Security and Inheritance
I received an e-mail from a customer referencing this newsgroup post and asking two questions about virtual methods and inheritance:
1. Why does it work like this?
2. What's the 'security' implication?
Funnily enough, I just read Eric's post on a very similar topic, but I'm going to talk about it too because I'll (hopefully) end up with a slightly different explanation, and maybe you'll learn something else. You should definitely read Eric's post though (either before or after mine).
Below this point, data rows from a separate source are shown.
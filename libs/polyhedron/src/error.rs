//! # Error Types
//!
//! Error types for kernel construction. Queries never fail: "not contained"
//! or "does not intersect" are ordinary boolean results, and degenerate
//! regions materialize into inspectable degenerate meshes.
//!
//! ## Error Policy
//!
//! - Malformed input (bad face indices, capacity overflow) is rejected
//!   where it enters the data model
//! - Once a [`crate::Polyhedron`] exists its indices are known to be valid

use thiserror::Error;

// =============================================================================
// ERROR TYPES
// =============================================================================

/// Errors raised when building kernel values.
///
/// ## Example
///
/// ```rust
/// use polyhedron_kernel::{GeometryError, Polyhedron, Vec3};
///
/// let mut poly = Polyhedron::new();
/// poly.add_vertex(Vec3::ZERO);
/// match poly.add_face(vec![0, 1, 2]) {
///     Err(GeometryError::IndexOutOfBounds { index, .. }) => assert_eq!(index, 1),
///     other => panic!("unexpected: {other:?}"),
/// }
/// ```
#[derive(Error, Debug, Clone, PartialEq)]
pub enum GeometryError {
    /// A face references a vertex that does not exist.
    #[error("Face {face} references vertex {index}, but only {vertex_count} vertices exist")]
    IndexOutOfBounds {
        /// Position of the offending face.
        face: usize,
        /// The out-of-range vertex index.
        index: usize,
        /// Number of vertices in the polyhedron.
        vertex_count: usize,
    },

    /// A face loop has fewer than three corners.
    #[error("Face {face} has {len} vertices, at least 3 are required")]
    DegenerateFace {
        /// Position of the offending face.
        face: usize,
        /// Number of indices in the loop.
        len: usize,
    },

    /// A plane was pushed into a full plane-bounded volume.
    #[error("Plane-bounded volume is full (capacity {capacity})")]
    CapacityExceeded {
        /// Fixed capacity of the volume.
        capacity: usize,
    },

    /// Tolerance configuration was rejected.
    #[error("Invalid configuration: {0}")]
    InvalidConfig(String),
}

// =============================================================================
// RESULT TYPE ALIAS
// =============================================================================

/// Result type alias for kernel construction.
pub type GeometryResult<T> = Result<T, GeometryError>;

// =============================================================================
// TESTS
// =============================================================================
So let's say you have the following class declarations (there's a plain English description below in case you're not familiar with JScript or if you just find code hard to read in a blog ;-) ):
// Base class
class
Base
{
function
MainMethod()
{
print("Inside Base.MainMethod()")
// Call the helper function
Helper()
}
// Helper method that's not visible
// to the general public
protected
function
Helper()
{
print("Inside Base.Helper")
}
}
// Derived class
class
Derived extends Base
{
// Override Helper method
protected
function
Helper()
{
print("Inside Derived.Helper")
}
}
Basically you have a class named Base that has two methods, MainMethod and Helper. Users are going to call MainMethod, and it will call the non-public Helper method to do some of its work. Because Helper is marked as protected, only members of Base or it's derived types may call it -- the great unwashed masses cannot.
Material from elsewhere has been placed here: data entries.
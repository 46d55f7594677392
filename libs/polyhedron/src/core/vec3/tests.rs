//! Tests for the vector helpers.

use super::*;
use approx::assert_relative_eq;

#[test]
fn test_basis_is_orthonormal_and_right_handed() {
    for n in [
        Vec3::X,
        Vec3::NEG_Y,
        Vec3::Z,
        Vec3::new(1.0, 2.0, -3.0).normalize(),
    ] {
        let (u, v) = orthonormal_basis(n);
        assert_relative_eq!(u.length(), 1.0, epsilon = 1e-12);
        assert_relative_eq!(v.length(), 1.0, epsilon = 1e-12);
        assert!(u.dot(n).abs() < 1e-12);
        assert!(v.dot(n).abs() < 1e-12);
        assert!(approx_eq(u.cross(v), n, 1e-12));
    }
}

#[test]
fn test_newell_normal_of_ccw_square() {
    let square = [
        Vec3::new(0.0, 0.0, 0.0),
        Vec3::new(2.0, 0.0, 0.0),
        Vec3::new(2.0, 2.0, 0.0),
        Vec3::new(0.0, 2.0, 0.0),
    ];
    let n = newell_normal(&square);
    // Twice the area along +Z
    assert!(approx_eq(n, Vec3::new(0.0, 0.0, 8.0), 1e-12));
}

#[test]
fn test_newell_normal_degenerate() {
    assert_eq!(newell_normal(&[Vec3::ZERO, Vec3::X]), Vec3::ZERO);
}
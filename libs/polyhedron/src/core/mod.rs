//! Core data structures and types for the polyhedron kernel.
//!
//! Includes the vector alias (`Vec3`) and small vector helpers shared by the
//! primitives, the polyhedron queries and materialization.

pub mod vec3;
You then have a class Derived that (funnily enough) derives from Base and provides its own implementation of Helper.
Aside: One thing to note here is that in JScript .NET, all non-static methods are virtual and there's no way to declare a non-virtual method. C# and VB allow virtual methods, but they are not the default. We made them the default in JScript because the philosophy of the language was "people should be able to get stuff done," and in general if you write code like the code above the intent is to perform a method override, which requires using virtual methods. C# has a different philosophy, which is "developers should know what they're doing," and so they force developers to mark methods as virtual. I don't know what VB's philosophy on this matter is, but they also force you to explicitly declare a method as Overridable to make it virtual.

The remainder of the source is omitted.